自分が死にたくないというのは勿論だが、俺はベガとワキアにバッドエンドを迎えさせたくはない。同じく双子の姉妹である(血は繋がってないが)スピカとムギルートのシナリオが狂いまくった前例もあるから、かなり不安ではあった。
「ベガちゃんは、確か八月にコンクールがあるんだよね?」
「はい。十月に本選があって、八月の末に予選があるんです。かなり大きなコンクールなので、上手く出来るか怖いです」
「そんな大舞台なの?」
「都心の方にある会場で、日本トップクラスのコンクールですから……それに緊張しないよう、私が習ってる先生のご厚意で、八月の七夕祭にミニコンサートを開くことになったんです」
うむ。旧暦の七夕にあたる八月の下旬に開催される月ノ宮神社の七夕祭の本祭でベガがコンサートを開くのは原作と同じ流れだ。確かそれから一週間後ぐらいにコンクールの予選が開かれるはずである。

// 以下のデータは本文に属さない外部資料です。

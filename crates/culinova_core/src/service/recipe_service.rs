//! Recipe use-case service.
//!
//! # Responsibility
//! - Turn editor drafts into validated recipe aggregates.
//! - Provide list/detail/edit/delete entry points for collection views.
//! - Coordinate photo files with media rows.
//!
//! # Invariants
//! - A blank title never reaches storage.
//! - Draft rows the editor left empty are dropped, not persisted.
//! - Tag sets are normalized before replacement.

use crate::media::{ImageStore, MediaError};
use crate::model::media::{Media, MediaId, MediaKind};
use crate::model::recipe::{
    normalize_tag, normalize_tags, Ingredient, IngredientId, Recipe, RecipeId,
    RecipeValidationError, Step, UnitOfMeasure,
};
use crate::model::user::UserId;
use crate::repo::recipe_repo::{
    OwnerFilter, RecipeDetails, RecipeListQuery, RecipeRepository, RecipeSummary,
};
use crate::repo::{normalize_list_limit, RepoError};
use std::error::Error;
use std::fmt::{Display, Formatter};
use std::path::Path;

#[derive(Debug)]
pub enum RecipeServiceError {
    BlankTitle,
    InvalidTag(String),
    RecipeNotFound(RecipeId),
    /// The recipe belongs to another account.
    NotOwner(RecipeId),
    /// A child row (ingredient, media) does not exist.
    NotFound { entity: &'static str, id: uuid::Uuid },
    Validation(RecipeValidationError),
    Media(MediaError),
    Repo(RepoError),
    InconsistentState(&'static str),
}

impl Display for RecipeServiceError {
    fn fmt(&self, f: &mut Formatter<'_>) -> std::fmt::Result {
        match self {
            Self::BlankTitle => write!(f, "recipe title must not be blank"),
            Self::InvalidTag(value) => write!(f, "invalid tag: `{value}`"),
            Self::RecipeNotFound(id) => write!(f, "recipe not found: {id}"),
            Self::NotOwner(id) => write!(f, "recipe {id} belongs to another account"),
            Self::NotFound { entity, id } => write!(f, "{entity} not found: {id}"),
            Self::Validation(err) => write!(f, "{err}"),
            Self::Media(err) => write!(f, "{err}"),
            Self::Repo(err) => write!(f, "{err}"),
            Self::InconsistentState(details) => write!(f, "inconsistent recipe state: {details}"),
        }
    }
}

impl Error for RecipeServiceError {
    fn source(&self) -> Option<&(dyn Error + 'static)> {
        match self {
            Self::Validation(err) => Some(err),
            Self::Media(err) => Some(err),
            Self::Repo(err) => Some(err),
            _ => None,
        }
    }
}

impl From<RepoError> for RecipeServiceError {
    fn from(value: RepoError) -> Self {
        match value {
            RepoError::NotFound {
                entity: "recipe",
                id,
            } => Self::RecipeNotFound(id),
            RepoError::NotFound { entity, id } => Self::NotFound { entity, id },
            RepoError::RecipeValidation(RecipeValidationError::BlankTitle) => Self::BlankTitle,
            RepoError::RecipeValidation(err) => Self::Validation(err),
            other => Self::Repo(other),
        }
    }
}

impl From<RecipeValidationError> for RecipeServiceError {
    fn from(value: RecipeValidationError) -> Self {
        match value {
            RecipeValidationError::BlankTitle => Self::BlankTitle,
            other => Self::Validation(other),
        }
    }
}

impl From<MediaError> for RecipeServiceError {
    fn from(value: MediaError) -> Self {
        Self::Media(value)
    }
}

/// Ingredient row as typed into the editor.
#[derive(Debug, Clone, Default, PartialEq)]
pub struct IngredientDraft {
    pub name: String,
    pub quantity: Option<f64>,
    pub unit: Option<UnitOfMeasure>,
    pub note: Option<String>,
}

impl IngredientDraft {
    pub fn named(name: impl Into<String>) -> Self {
        Self {
            name: name.into(),
            ..Self::default()
        }
    }

    fn into_ingredient(self) -> Ingredient {
        let mut ingredient = Ingredient::with_amount(self.name.trim(), self.quantity, self.unit);
        ingredient.note = self.note.filter(|note| !note.trim().is_empty());
        ingredient
    }
}

/// Step row as typed into the editor.
#[derive(Debug, Clone, Default, PartialEq, Eq)]
pub struct StepDraft {
    pub text: String,
    pub timer_seconds: Option<u32>,
}

impl StepDraft {
    pub fn text(text: impl Into<String>) -> Self {
        Self {
            text: text.into(),
            timer_seconds: None,
        }
    }
}

/// Full editor form submitted on save.
#[derive(Debug, Clone, Default, PartialEq)]
pub struct RecipeDraft {
    pub owner_id: Option<UserId>,
    pub title: String,
    pub summary: Option<String>,
    pub notes: Option<String>,
    pub servings: Option<u32>,
    pub prep_minutes: Option<u32>,
    pub cook_minutes: Option<u32>,
    pub ingredients: Vec<IngredientDraft>,
    pub steps: Vec<StepDraft>,
    pub tags: Vec<String>,
}

impl RecipeDraft {
    pub fn titled(title: impl Into<String>) -> Self {
        Self {
            title: title.into(),
            ..Self::default()
        }
    }

    /// Builds the aggregate; empty rows are skipped and steps numbered `1..=n`.
    fn into_recipe(self) -> Result<Recipe, RecipeServiceError> {
        let title = self.title.trim();
        if title.is_empty() {
            return Err(RecipeServiceError::BlankTitle);
        }

        let mut recipe = Recipe::new(title);
        recipe.owner_id = self.owner_id;
        recipe.summary = non_blank(self.summary);
        recipe.notes = non_blank(self.notes);
        recipe.servings = self.servings;
        recipe.prep_minutes = self.prep_minutes;
        recipe.cook_minutes = self.cook_minutes;
        recipe.ingredients = self
            .ingredients
            .into_iter()
            .filter(|draft| !draft.name.trim().is_empty())
            .map(IngredientDraft::into_ingredient)
            .collect();
        for draft in self
            .steps
            .into_iter()
            .filter(|draft| !draft.text.trim().is_empty())
        {
            let order = recipe.steps.len() as u32 + 1;
            let mut step = Step::new(order, draft.text.trim());
            step.timer_seconds = draft.timer_seconds;
            recipe.steps.push(step);
        }
        recipe.tags = normalize_tags(&self.tags);
        Ok(recipe)
    }
}

/// List result envelope used by service callers.
#[derive(Debug, Clone, PartialEq, Eq)]
pub struct RecipesListResult {
    /// Sorted by `created_at DESC, uuid ASC`.
    pub items: Vec<RecipeSummary>,
    pub applied_limit: u32,
}

/// Recipe service facade over repository implementations.
pub struct RecipeService<R: RecipeRepository> {
    repo: R,
}

impl<R: RecipeRepository> RecipeService<R> {
    pub fn new(repo: R) -> Self {
        Self { repo }
    }

    /// Creates one recipe with all of its children.
    pub fn create_recipe(&self, draft: RecipeDraft) -> Result<Recipe, RecipeServiceError> {
        let recipe = draft.into_recipe()?;
        let recipe_id = self.repo.create_recipe(&recipe)?;
        log::info!(
            "event=recipe_create module=service status=ok ingredients={} steps={} tags={}",
            recipe.ingredients.len(),
            recipe.steps.len(),
            recipe.tags.len()
        );
        self.read_back(recipe_id, "created recipe not found in read-back")
    }

    pub fn get_recipe(&self, id: RecipeId) -> Result<Option<Recipe>, RecipeServiceError> {
        Ok(self.repo.get_recipe(id)?)
    }

    /// Loads `id` when `actor` may change it.
    ///
    /// `actor = None` (signed out) can only edit unowned recipes.
    pub fn ensure_editable(
        &self,
        id: RecipeId,
        actor: Option<UserId>,
    ) -> Result<Recipe, RecipeServiceError> {
        let recipe = self
            .repo
            .get_recipe(id)?
            .ok_or(RecipeServiceError::RecipeNotFound(id))?;
        if !recipe.is_editable_by(actor) {
            log::warn!("event=recipe_access module=service status=denied recipe_id={id}");
            return Err(RecipeServiceError::NotOwner(id));
        }
        Ok(recipe)
    }

    /// Lists recipes using owner, single-tag and title filters.
    pub fn list_recipes(
        &self,
        query: RecipeListQuery,
    ) -> Result<RecipesListResult, RecipeServiceError> {
        let applied_limit = normalize_list_limit(query.limit);
        let query = RecipeListQuery {
            tag: query.tag.and_then(|value| normalize_tag(&value)),
            title_contains: query
                .title_contains
                .map(|value| value.trim().to_string())
                .filter(|value| !value.is_empty()),
            limit: Some(applied_limit),
            ..query
        };
        let items = self.repo.list_recipes(&query)?;
        Ok(RecipesListResult {
            items,
            applied_limit,
        })
    }

    /// Replaces the editable scalar fields.
    pub fn update_details(
        &self,
        id: RecipeId,
        details: RecipeDetails,
    ) -> Result<Recipe, RecipeServiceError> {
        let title = details.title.trim();
        if title.is_empty() {
            return Err(RecipeServiceError::BlankTitle);
        }
        let details = RecipeDetails {
            title: title.to_string(),
            summary: non_blank(details.summary),
            notes: non_blank(details.notes),
            ..details
        };
        self.repo.update_details(id, &details)?;
        self.read_back(id, "updated recipe not found in read-back")
    }

    /// Deletes a recipe and returns it so callers can drop media files.
    pub fn delete_recipe(&self, id: RecipeId) -> Result<Recipe, RecipeServiceError> {
        let recipe = self
            .repo
            .get_recipe(id)?
            .ok_or(RecipeServiceError::RecipeNotFound(id))?;
        self.repo.delete_recipe(id)?;
        log::info!("event=recipe_delete module=service status=ok recipe_id={id}");
        Ok(recipe)
    }

    pub fn add_ingredient(
        &self,
        recipe_id: RecipeId,
        draft: IngredientDraft,
    ) -> Result<Ingredient, RecipeServiceError> {
        if draft.name.trim().is_empty() {
            return Err(RecipeValidationError::BlankIngredientName { index: 0 }.into());
        }
        let ingredient = draft.into_ingredient();
        self.repo.add_ingredient(recipe_id, &ingredient)?;
        Ok(ingredient)
    }

    pub fn remove_ingredient(
        &self,
        recipe_id: RecipeId,
        ingredient_id: IngredientId,
    ) -> Result<(), RecipeServiceError> {
        Ok(self.repo.remove_ingredient(recipe_id, ingredient_id)?)
    }

    /// Atomically replaces the full tag set for one recipe.
    pub fn set_tags(
        &self,
        recipe_id: RecipeId,
        tags: Vec<String>,
    ) -> Result<Recipe, RecipeServiceError> {
        if let Some(blank) = tags.iter().find(|tag| tag.trim().is_empty()) {
            return Err(RecipeServiceError::InvalidTag(blank.clone()));
        }
        self.repo.set_tags(recipe_id, &normalize_tags(&tags))?;
        self.read_back(recipe_id, "recipe missing after tag replacement")
    }

    pub fn list_tags(&self, owner: OwnerFilter) -> Result<Vec<String>, RecipeServiceError> {
        Ok(self.repo.list_tags(owner)?)
    }

    /// Stores a photo file with its thumbnail and appends a media row.
    ///
    /// The file is removed again when the row cannot be written.
    pub fn add_photo(
        &self,
        store: &ImageStore,
        recipe_id: RecipeId,
        bytes: &[u8],
    ) -> Result<Media, RecipeServiceError> {
        if self.repo.get_recipe(recipe_id)?.is_none() {
            return Err(RecipeServiceError::RecipeNotFound(recipe_id));
        }

        let stored = store.save(bytes)?;
        let mut media = Media::local_photo(
            stored.path.to_string_lossy().into_owned(),
            Some(stored.thumbnail),
        );
        media.id = stored.id;

        if let Err(err) = self.repo.add_media(recipe_id, &media) {
            if let Err(cleanup) = store.remove(&stored.path) {
                log::warn!(
                    "event=photo_cleanup module=service status=error error={}",
                    cleanup
                );
            }
            return Err(err.into());
        }
        Ok(media)
    }

    /// Appends remote media by URL.
    pub fn add_media(
        &self,
        recipe_id: RecipeId,
        kind: MediaKind,
        remote_url: &str,
    ) -> Result<Media, RecipeServiceError> {
        let remote_url = remote_url.trim();
        if remote_url.is_empty() {
            return Err(RecipeValidationError::MediaWithoutLocation { index: 0 }.into());
        }
        let mut media = Media::new(kind);
        media.remote_url = Some(remote_url.to_string());
        self.repo.add_media(recipe_id, &media)?;
        Ok(media)
    }

    /// Removes a media row and its local file when one exists.
    pub fn remove_media(
        &self,
        store: &ImageStore,
        recipe_id: RecipeId,
        media_id: MediaId,
    ) -> Result<Media, RecipeServiceError> {
        let removed = self.repo.remove_media(recipe_id, media_id)?;
        if let Some(path) = removed.local_path.as_deref() {
            if let Err(err) = store.remove(Path::new(path)) {
                log::warn!("event=media_file_remove module=service status=error error={err}");
            }
        }
        Ok(removed)
    }

    fn read_back(
        &self,
        id: RecipeId,
        details: &'static str,
    ) -> Result<Recipe, RecipeServiceError> {
        self.repo
            .get_recipe(id)?
            .ok_or(RecipeServiceError::InconsistentState(details))
    }
}

fn non_blank(value: Option<String>) -> Option<String> {
    value.filter(|text| !text.trim().is_empty())
}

「実はそのミニコンサートにはワキアも参加してほしいんですけど、体調が不安で……」
「大丈夫さ。今日もワキアちゃんは元気そうだったし、いっぱい遊びに行こうよ」
「そうだと良いですね……」
やがて電車が月ノ宮駅に着くと、俺は駅前でベガと別れて帰宅した。
境遇やキャラ的にもアストレア姉妹と似通っている部分もある琴ヶ岡姉妹だが、こんなに仲睦まじい二人が記憶喪失になった主人公であるアルタを巡ってドロドロの愛憎劇を繰り広げると思うとたまらないのである。
ま、それは画面越しで見ていればの話だけどな!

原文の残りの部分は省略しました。